//! # slot-engine-python
//!
//! Python bindings for slot-engine, built with PyO3.
//!
//! Exposes the following functions to Python as the `_native` module:
//!
//! - `compute_availability(...)` -- bookable windows -> JSON string
//! - `find_first_bookable(...)` -- first window of a minimum length -> JSON string
//! - `expand_availability_rules(...)` -- recurring rules -> JSON string of intervals

use chrono::{Duration, NaiveDateTime};
use pyo3::exceptions::PyValueError;
use pyo3::prelude::*;
use slot_engine::{AvailabilityRule, BookableWindow, Constraints, Interval};

#[derive(serde::Deserialize)]
struct IntervalInput {
    start: String,
    end: String,
}

fn value_error(e: impl std::fmt::Display) -> PyErr {
    PyValueError::new_err(e.to_string())
}

fn parse_intervals(json: &str, what: &str) -> PyResult<Vec<Interval>> {
    let inputs: Vec<IntervalInput> = serde_json::from_str(json)
        .map_err(|e| PyValueError::new_err(format!("Invalid {} JSON: {}", what, e)))?;
    inputs
        .into_iter()
        .map(|i| Interval::parse(&i.start, &i.end).map_err(value_error))
        .collect()
}

fn constraints(minimum_notice_minutes: Option<i64>, max_per_day: Option<u32>) -> PyResult<Constraints> {
    let notice = minimum_notice_minutes
        .map(|m| {
            Duration::try_minutes(m)
                .ok_or_else(|| PyValueError::new_err(format!("Minimum notice out of range: {}", m)))
        })
        .transpose()?;
    Constraints::new(notice, max_per_day).map_err(value_error)
}

/// Pipeline inputs decoded from the Python arguments.
struct Request {
    availability: Vec<Interval>,
    taken: Vec<Interval>,
    constraints: Constraints,
    now: NaiveDateTime,
}

fn parse_request(
    availability_json: &str,
    taken_json: &str,
    now: &str,
    minimum_notice_minutes: Option<i64>,
    max_per_day: Option<u32>,
) -> PyResult<Request> {
    Ok(Request {
        availability: parse_intervals(availability_json, "availability")?,
        taken: parse_intervals(taken_json, "taken")?,
        constraints: constraints(minimum_notice_minutes, max_per_day)?,
        now: slot_engine::parse_datetime(now).map_err(value_error)?,
    })
}

/// Compute the bookable windows for a resource.
///
/// Args:
///     availability_json: JSON array of `{start, end}` declared-open windows.
///     taken_json: JSON array of `{start, end}` confirmed bookings.
///     now: Current time in the owner's zone (ISO 8601).
///     minimum_notice_minutes: Optional minimum lead time.
///     max_per_day: Optional maximum bookings starting on one day.
///
/// Returns:
///     A JSON string containing an array of `{start, end, duration_minutes}`.
///
/// Raises:
///     ValueError: If the JSON is malformed, a datetime is invalid, an
///         interval ends before it starts, or the notice is negative.
#[pyfunction]
#[pyo3(signature = (availability_json, taken_json, now, minimum_notice_minutes=None, max_per_day=None))]
fn compute_availability(
    availability_json: &str,
    taken_json: &str,
    now: &str,
    minimum_notice_minutes: Option<i64>,
    max_per_day: Option<u32>,
) -> PyResult<String> {
    let req = parse_request(
        availability_json,
        taken_json,
        now,
        minimum_notice_minutes,
        max_per_day,
    )?;
    let found =
        slot_engine::compute_availability(&req.availability, &req.taken, &req.constraints, req.now);
    let dtos: Vec<BookableWindow> = found.iter().map(BookableWindow::from).collect();
    serde_json::to_string(&dtos)
        .map_err(|e| PyValueError::new_err(format!("Serialization error: {}", e)))
}

/// Find the first bookable window of at least `min_duration_minutes`.
///
/// Args:
///     Same as `compute_availability`, plus `min_duration_minutes`.
///
/// Returns:
///     A JSON string with `{start, end, duration_minutes}` or `"null"` if none fits.
#[pyfunction]
#[pyo3(signature = (availability_json, taken_json, now, min_duration_minutes, minimum_notice_minutes=None, max_per_day=None))]
fn find_first_bookable(
    availability_json: &str,
    taken_json: &str,
    now: &str,
    min_duration_minutes: i64,
    minimum_notice_minutes: Option<i64>,
    max_per_day: Option<u32>,
) -> PyResult<String> {
    let min_duration = Duration::try_minutes(min_duration_minutes)
        .ok_or_else(|| PyValueError::new_err("min_duration_minutes out of range"))?;
    let req = parse_request(
        availability_json,
        taken_json,
        now,
        minimum_notice_minutes,
        max_per_day,
    )?;
    let found = slot_engine::find_first_bookable(
        &req.availability,
        &req.taken,
        &req.constraints,
        req.now,
        min_duration,
    );

    match found {
        Some(w) => serde_json::to_string(&BookableWindow::from(&w))
            .map_err(|e| PyValueError::new_err(format!("Serialization error: {}", e))),
        None => Ok("null".to_string()),
    }
}

/// Expand recurring availability rules into concrete windows.
///
/// Args:
///     rules_json: JSON array of `{rrule, dtstart, duration_minutes, exdates?}`.
///     timezone: IANA timezone identifier (e.g., "America/Los_Angeles").
///     until: Optional end boundary for expansion (local datetime string).
///     max_count: Optional maximum number of instances per rule.
///
/// Returns:
///     A JSON string containing an array of `{start, end}` in local wall time.
///
/// Raises:
///     ValueError: If the rules JSON, an RRULE, or the timezone is invalid.
#[pyfunction]
#[pyo3(signature = (rules_json, timezone, until=None, max_count=None))]
fn expand_availability_rules(
    rules_json: &str,
    timezone: &str,
    until: Option<&str>,
    max_count: Option<u32>,
) -> PyResult<String> {
    let rules: Vec<AvailabilityRule> = serde_json::from_str(rules_json)
        .map_err(|e| PyValueError::new_err(format!("Invalid rules JSON: {}", e)))?;
    let intervals =
        slot_engine::expand_rules(&rules, timezone, until, max_count).map_err(value_error)?;
    serde_json::to_string(&intervals)
        .map_err(|e| PyValueError::new_err(format!("Serialization error: {}", e)))
}

/// The native extension module, exposed as `slot_engine._native`.
#[pymodule]
fn _native(m: &Bound<'_, PyModule>) -> PyResult<()> {
    m.add_function(wrap_pyfunction!(compute_availability, m)?)?;
    m.add_function(wrap_pyfunction!(find_first_bookable, m)?)?;
    m.add_function(wrap_pyfunction!(expand_availability_rules, m)?)?;
    Ok(())
}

....................

- **Task**
Your reply should consist of all the records, set down exactly.

- **Answer area**
//! # slot-engine-python
//!
//! Python bindings for slot-engine, built with PyO3.
//!
//! Exposes the following functions to Python as the `_native` module:
//!
//! - `compute_availability(...)` -- bookable windows -> JSON string
//! - `find_first_bookable(...)` -- first window of a minimum length -> JSON string
//! - `expand_availability_rules(...)` -- recurring rules -> JSON string of intervals

use chrono::{Duration, NaiveDateTime};
use pyo3::exceptions::PyValueError;
use pyo3::prelude::*;
use slot_engine::{AvailabilityRule, BookableWindow, Constraints, Interval};

#[derive(serde::Deserialize)]
struct IntervalInput {
    start: String,
    end: String,
}

fn value_error(e: impl std::fmt::Display) -> PyErr {
    PyValueError::new_err(e.to_string())
}

fn parse_intervals(json: &str, what: &str) -> PyResult<Vec<Interval>> {
    let inputs: Vec<IntervalInput> = serde_json::from_str(json)
        .map_err(|e| PyValueError::new_err(format!("Invalid {} JSON: {}", what, e)))?;
    inputs
        .into_iter()
        .map(|i| Interval::parse(&i.start, &i.end).map_err(value_error))
        .collect()
}

fn constraints(minimum_notice_minutes: Option<i64>, max_per_day: Option<u32>) -> PyResult<Constraints> {
    let notice = minimum_notice_minutes
        .map(|m| {
            Duration::try_minutes(m)
                .ok_or_else(|| PyValueError::new_err(format!("Minimum notice out of range: {}", m)))
        })
        .transpose()?;
    Constraints::new(notice, max_per_day).map_err(value_error)
}

/// Pipeline inputs decoded from the Python arguments.
struct Request {
    availability: Vec<Interval>,
    taken: Vec<Interval>,
    constraints: Constraints,
    now: NaiveDateTime,
}

fn parse_request(
    availability_json: &str,
    taken_json: &str,
    now: &str,
    minimum_notice_minutes: Option<i64>,
    max_per_day: Option<u32>,
) -> PyResult<Request> {
    Ok(Request {
        availability: parse_intervals(availability_json, "availability")?,
        taken: parse_intervals(taken_json, "taken")?,
        constraints: constraints(minimum_notice_minutes, max_per_day)?,
        now: slot_engine::parse_datetime(now).map_err(value_error)?,
    })
}

/// Compute the bookable windows for a resource.
///
/// Args:
///     availability_json: JSON array of `{start, end}` declared-open windows.
///     taken_json: JSON array of `{start, end}` confirmed bookings.
///     now: Current time in the owner's zone (ISO 8601).
///     minimum_notice_minutes: Optional minimum lead time.
///     max_per_day: Optional maximum bookings starting on one day.
///
/// Returns:
///     A JSON string containing an array of `{start, end, duration_minutes}`.
///
/// Raises:
///     ValueError: If the JSON is malformed, a datetime is invalid, an
///         interval ends before it starts, or the notice is negative.
#[pyfunction]
#[pyo3(signature = (availability_json, taken_json, now, minimum_notice_minutes=None, max_per_day=None))]
fn compute_availability(
    availability_json: &str,
    taken_json: &str,
    now: &str,
    minimum_notice_minutes: Option<i64>,
    max_per_day: Option<u32>,
) -> PyResult<String> {
    let req = parse_request(
        availability_json,
        taken_json,
        now,
        minimum_notice_minutes,
        max_per_day,
    )?;
    let found =
        slot_engine::compute_availability(&req.availability, &req.taken, &req.constraints, req.now);
    let dtos: Vec<BookableWindow> = found.iter().map(BookableWindow::from).collect();
    serde_json::to_string(&dtos)
        .map_err(|e| PyValueError::new_err(format!("Serialization error: {}", e)))
}

/// Find the first bookable window of at least `min_duration_minutes`.
///
/// Args:
///     Same as `compute_availability`, plus `min_duration_minutes`.
///
/// Returns:
///     A JSON string with `{start, end, duration_minutes}` or `"null"` if none fits.
#[pyfunction]
#[pyo3(signature = (availability_json, taken_json, now, min_duration_minutes, minimum_notice_minutes=None, max_per_day=None))]
fn find_first_bookable(
    availability_json: &str,
    taken_json: &str,
    now: &str,
    min_duration_minutes: i64,
    minimum_notice_minutes: Option<i64>,
    max_per_day: Option<u32>,
) -> PyResult<String> {
    let min_duration = Duration::try_minutes(min_duration_minutes)
        .ok_or_else(|| PyValueError::new_err("min_duration_minutes out of range"))?;
    let req = parse_request(
        availability_json,
        taken_json,
        now,
        minimum_notice_minutes,
        max_per_day,
    )?;
    let found = slot_engine::find_first_bookable(
        &req.availability,
        &req.taken,
        &req.constraints,
        req.now,
        min_duration,
    );

    match found {
        Some(w) => serde_json::to_string(&BookableWindow::from(&w))
            .map_err(|e| PyValueError::new_err(format!("Serialization error: {}", e))),
        None => Ok("null".to_string()),
    }
}

/// Expand recurring availability rules into concrete windows.
///
/// Args:
///     rules_json: JSON array of `{rrule, dtstart, duration_minutes, exdates?}`.
///     timezone: IANA timezone identifier (e.g., "America/Los_Angeles").
///     until: Optional end boundary for expansion (local datetime string).
///     max_count: Optional maximum number of instances per rule.
///
/// Returns:
///     A JSON string containing an array of `{start, end}` in local wall time.
///
/// Raises:
///     ValueError: If the rules JSON, an RRULE, or the timezone is invalid.
#[pyfunction]
#[pyo3(signature = (rules_json, timezone, until=None, max_count=None))]
fn expand_availability_rules(
    rules_json: &str,
    timezone: &str,
    until: Option<&str>,
    max_count: Option<u32>,
) -> PyResult<String> {
    let rules: Vec<AvailabilityRule> = serde_json::from_str(rules_json)
        .map_err(|e| PyValueError::new_err(format!("Invalid rules JSON: {}", e)))?;
    let intervals =
        slot_engine::expand_rules(&rules, timezone, until, max_count).map_err(value_error)?;
    serde_json::to_string(&intervals)
        .map_err(|e| PyValueError::new_err(format!("Serialization error: {}", e)))
}

/// The native extension module, exposed as `slot_engine._native`.
#[pymodule]
fn _native(m: &Bound<'_, PyModule>) -> PyResult<()> {
    m.add_function(wrap_pyfunction!(compute_availability, m)?)?;
    m.add_function(wrap_pyfunction!(find_first_bookable, m)?)?;
    m.add_function(wrap_pyfunction!(expand_availability_rules, m)?)?;
    Ok(())
}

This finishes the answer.